Treating coronavirus hospital patients who have acute respiratory failure with continuous positive airway pressure (CPAP) reduces the need for invasive mechanical ventilation, new research suggests.
Preliminary data from the study also indicates the routine use of high-flow nasal oxygenation (HFNO) should be reconsidered, as it did not improve outcomes for Covid-19 patients compared with conventional oxygen therapy.
Researchers suggest their findings can help reduce pressure on intensive care units.
The Respiratory Strategies in Covid-19, CPAP, High-flow, and Standard Care (Recovery-RS) trial, led by the University of Warwick and Queen’s University Belfast, is the world’s largest non-invasive respiratory support trial for Covid-19.
More than 1,200 participants took part across 48 UK hospitals.
Gavin Perkins, chief investigator and professor in critical care medicine at Warwick Medical School at the University of Warwick, said: “The routine use of high-flow nasal oxygenation, which can consume large amounts of oxygen, should be reconsidered as it did not improve outcomes.
“By giving patients the most effective treatment to begin with, we can help prevent resource shortages in our NHS and make sure the right type of ventilation is available to patients when it is required.
“This is the first large trial of different types of ventilation in Covid-19. While it is encouraging that these results can help reduce the number of people who require invasive ventilation, it is important to stress that, where it is needed, invasive ventilation can be lifesaving.”
He added: “What this trial does, for the first time, is provide an evidence base that can give patients, their families and clinicians, the confidence to step from controlled oxygen therapy to CPAP, knowing that for one in 12 people that that therapy is provided will escape the need for invasive ventilation.”
Researchers compared the use of CPAP (oxygen and positive pressure delivered via a tightly fitting mask), with HFNO (high pressure oxygen delivered up the nose), against standard care (standard oxygen therapy).
All three methods are commonly used to treat Covid patients before they are moved on to invasive ventilation in a critical care bed.
But it was not known which, if any, resulted in a better outcome.
Between April 2020 and May 2021, 1,272 Covid-19 patients admitted to hospital with acute respiratory failure, aged over the age of 18, were recruited to the study.
They were randomly allocated to receive one of the three respiratory support interventions as part of their hospital care.
Some 380 (29.9%) participants received CPAP, 417 (32.8%) participants received HFNO, and 475 (37.3%) received conventional oxygen therapy.
In the comparison of CPAP and conventional oxygen therapy, the likelihood of patients going on to require invasive mechanical ventilation or die within 30-days of treatment was significantly lower in those who were treated with CPAP, than those who received standard care.
In the CPAP group, 137 of 377 participants (36.3%) either needed mechanical ventilation or died within 30 days, compared with 158 of 356 participants (44.4%) in the conventional oxygen therapy group.
The study, which has been released as a pre-print and has not yet been peer-reviewed, found that there was no difference between patients in the HFNO and conventional oxygen therapy groups.
Based on these results, one person would avoid needing invasive ventilation within intensive care units (ICU) for every 12 people treated with CPAP instead of standard oxygen therapy, the researchers say.

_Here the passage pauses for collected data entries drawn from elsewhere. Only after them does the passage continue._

// SPDX-License-Identifier: PolyForm-Noncommercial-1.0.0
// Copyright (c) 2025 Sylvex. All rights reserved.

//! # Room Assignment Integration Tests
//!
//! Occupancy changes only through `POST /api/rooms/{id}/assign`. A room
//! holds at most one patient and a patient occupies at most one room, also
//! under concurrent requests.

use std::sync::Arc;

use clinic_core::RoomStatus;
use clinic_tests::prelude::*;

fn assign_uri(room: impl std::fmt::Display) -> String {
    format!("/api/rooms/{}/assign", room)
}

#[tokio::test]
async fn test_rooms_assign_and_release() {
    let app = TestApp::new();
    let token = app.receptionist_token();
    let room = app.seed_room("201").await;
    let patient = app.seed_patient("Ada").await;

    let response = app
        .post(&assign_uri(room.id), &token, json!({ "patientId": patient.id }))
        .await;
    response.assert_status(StatusCode::OK);
    assert_eq!(response.body["status"], "Occupied");
    assert_eq!(response.body["patientId"], json!(patient.id));

    let response = app
        .post(&assign_uri(room.id), &token, json!({ "patientId": null }))
        .await;
    response.assert_status(StatusCode::OK);
    assert_eq!(response.body["status"], "Available");
    assert!(response.body.get("patientId").is_none());
}

#[tokio::test]
async fn test_rooms_empty_body_releases() {
    let app = TestApp::new();
    let token = app.admin_token();
    let room = app.seed_room("202").await;
    let patient = app.seed_patient("Ada").await;

    app.post(&assign_uri(room.id), &token, json!({ "patientId": patient.id }))
        .await
        .assert_status(StatusCode::OK);

    let response = app.post(&assign_uri(room.id), &token, json!({})).await;
    response.assert_status(StatusCode::OK);
    assert_eq!(response.body["status"], "Available");
    assert_eq!(app.state.rooms.room_of(patient.id), None);
}

#[tokio::test]
async fn test_rooms_reassign_occupied_room_is_rejected() {
    let app = TestApp::new();
    let token = app.receptionist_token();
    let room = app.seed_room("203").await;
    let first = app.seed_patient("Ada").await;
    let second = app.seed_patient("Grace").await;

    app.post(&assign_uri(room.id), &token, json!({ "patientId": first.id }))
        .await
        .assert_status(StatusCode::OK);

    app.post(&assign_uri(room.id), &token, json!({ "patientId": second.id }))
        .await
        .assert_error(StatusCode::BAD_REQUEST, "Room is already occupied");

    let stored = app.get(&format!("/api/rooms/{}", room.id), &token).await;
    assert_eq!(stored.body["patientId"], json!(first.id));
}

#[tokio::test]
async fn test_rooms_assign_same_patient_is_idempotent() {
    let app = TestApp::new();
    let token = app.receptionist_token();
    let room = app.seed_room("204").await;
    let patient = app.seed_patient("Ada").await;

    for _ in 0..2 {
        app.post(&assign_uri(room.id), &token, json!({ "patientId": patient.id }))
            .await
            .assert_status(StatusCode::OK);
    }
}

#[tokio::test]
async fn test_rooms_patient_cannot_hold_two_rooms() {
    let app = TestApp::new();
    let token = app.receptionist_token();
    let first = app.seed_room("205").await;
    let second = app.seed_room("206").await;
    let patient = app.seed_patient("Ada").await;

    app.post(&assign_uri(first.id), &token, json!({ "patientId": patient.id }))
        .await
        .assert_status(StatusCode::OK);

    let response = app
        .post(&assign_uri(second.id), &token, json!({ "patientId": patient.id }))
        .await;
    response.assert_status(StatusCode::BAD_REQUEST);
    assert_eq!(
        response.error_message(),
        Some(format!("Patient is already assigned to room {}", first.id).as_str())
    );
}

#[tokio::test]
async fn test_rooms_unknown_targets() {
    let app = TestApp::new();
    let token = app.admin_token();
    let room = app.seed_room("207").await;

    app.post(&assign_uri(room.id), &token, json!({ "patientId": 999 }))
        .await
        .assert_error(StatusCode::BAD_REQUEST, "Patient not found");

    app.post(&assign_uri(999), &token, json!({ "patientId": null }))
        .await
        .assert_error(StatusCode::NOT_FOUND, "Room not found");

    app.post(&assign_uri("abc"), &token, json!({ "patientId": null }))
        .await
        .assert_status(StatusCode::BAD_REQUEST);
}

#[tokio::test]
async fn test_rooms_occupied_status_not_writable_directly() {
    let app = TestApp::new();
    let token = app.admin_token();

    app.post(
        "/api/rooms",
        &token,
        json!({ "roomNumber": "301", "type": "ICU", "status": "Occupied" }),
    )
    .await
    .assert_status(StatusCode::BAD_REQUEST);

    let response = app
        .post(
            "/api/rooms",
            &token,
            json!({ "roomNumber": "301", "type": "ICU", "status": "Maintenance" }),
        )
        .await;
    response.assert_status(StatusCode::CREATED);
    assert_eq!(response.body["status"], "Maintenance");
}

#[tokio::test]
async fn test_rooms_release_returns_maintenance_room_to_service() {
    let app = TestApp::new();
    let token = app.admin_token();
    let response = app
        .post(
            "/api/rooms",
            &token,
            json!({ "roomNumber": "302", "type": "ICU", "status": "Maintenance" }),
        )
        .await;
    let room = response.id();

    let response = app
        .post(&assign_uri(room), &token, json!({ "patientId": null }))
        .await;
    response.assert_status(StatusCode::OK);
    assert_eq!(response.body["status"], "Available");
    assert!(response.body.get("patientId").is_none());
}

#[tokio::test]
async fn test_rooms_duplicate_number() {
    let app = TestApp::new();
    app.seed_room("401").await;

    app.post(
        "/api/rooms",
        &app.admin_token(),
        json!({ "roomNumber": "401", "type": "General" }),
    )
    .await
    .assert_error(StatusCode::BAD_REQUEST, "Room number already exists");
}

#[tokio::test]
async fn test_rooms_occupant_blocks_patient_delete() {
    let app = TestApp::new();
    let token = app.admin_token();
    let room = app.seed_room("501").await;
    let patient = app.seed_patient("Ada").await;

    app.post(&assign_uri(room.id), &token, json!({ "patientId": patient.id }))
        .await
        .assert_status(StatusCode::OK);

    let patient_uri = format!("/api/patients/{}", patient.id);
    app.delete(&patient_uri, &token)
        .await
        .assert_status(StatusCode::BAD_REQUEST);

    app.post(&assign_uri(room.id), &token, json!({ "patientId": null }))
        .await
        .assert_status(StatusCode::OK);
    app.delete(&patient_uri, &token)
        .await
        .assert_status(StatusCode::OK);
}

#[tokio::test(flavor = "multi_thread", worker_threads = 4)]
async fn test_rooms_concurrent_assign_has_one_winner() {
    let app = Arc::new(TestApp::new());
    let token = app.receptionist_token();
    let room = app.seed_room("601").await;

    let mut patients = Vec::new();
    for i in 0..8 {
        patients.push(app.seed_patient(&format!("Patient {}", i)).await);
    }

    let mut handles = Vec::new();
    for patient in &patients {
        let app = Arc::clone(&app);
        let token = token.clone();
        let uri = assign_uri(room.id);
        let body = json!({ "patientId": patient.id });
        handles.push(tokio::spawn(async move { app.post(&uri, &token, body).await }));
    }

    let mut winners = Vec::new();
    for (handle, patient) in handles.into_iter().zip(&patients) {
        let response = handle.await.unwrap();
        match response.status {
            StatusCode::OK => winners.push(patient.id),
            StatusCode::BAD_REQUEST => {
                assert_eq!(response.error_message(), Some("Room is already occupied"));
            }
            other => panic!("unexpected status {}", other),
        }
    }

    assert_eq!(winners.len(), 1);
    let stored = app.state.store.rooms().require(room.id).await.unwrap();
    assert_eq!(stored.status(), RoomStatus::Occupied);
    assert_eq!(stored.occupant(), Some(winners[0]));
    assert_eq!(app.state.rooms.room_of(winners[0]), Some(room.id));
}

#[tokio::test(flavor = "multi_thread", worker_threads = 4)]
async fn test_rooms_concurrent_patient_into_two_rooms() {
    let app = Arc::new(TestApp::new());
    let token = app.admin_token();
    let left = app.seed_room("701").await;
    let right = app.seed_room("702").await;
    let patient = app.seed_patient("Ada").await;

    let left_uri = assign_uri(left.id);
    let right_uri = assign_uri(right.id);
    let (a, b) = tokio::join!(
        app.post(&left_uri, &token, json!({ "patientId": patient.id })),
        app.post(&right_uri, &token, json!({ "patientId": patient.id })),
    );

    let ok = [a.status, b.status]
        .iter()
        .filter(|status| **status == StatusCode::OK)
        .count();
    assert_eq!(ok, 1);

    let occupied = app
        .state
        .store
        .rooms()
        .count(&|room| room.is_occupied())
        .await
        .unwrap();
    assert_eq!(occupied, 1);
}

Danny McAuley, chief investigator and professor and consultant in intensive care medicine at the Royal Victoria Hospital and Queen’s University Belfast, said: “The results of this trial are really encouraging as they have shown that by using CPAP, invasive ventilation may not be needed for many patients with Covid-19 requiring high oxygen levels.
“Avoiding invasive ventilation is not only better for the patients, but it also has important resource implications as it frees up ICU capacity.
“This research should help healthcare professionals in the UK and beyond manage patients with Covid-19, to improve patient outcomes while helping to lessen the burden on resources.”
Professor Jonathan Van-Tam, deputy chief medical officer, said: “This study, funded by the NIHR, provides valuable evidence around how non-invasive respiratory support can be used to improve patient outcomes.
“Reducing invasive mechanical ventilation is better for patients and reduces pressures on mechanical ventilator capacity across the NHS.”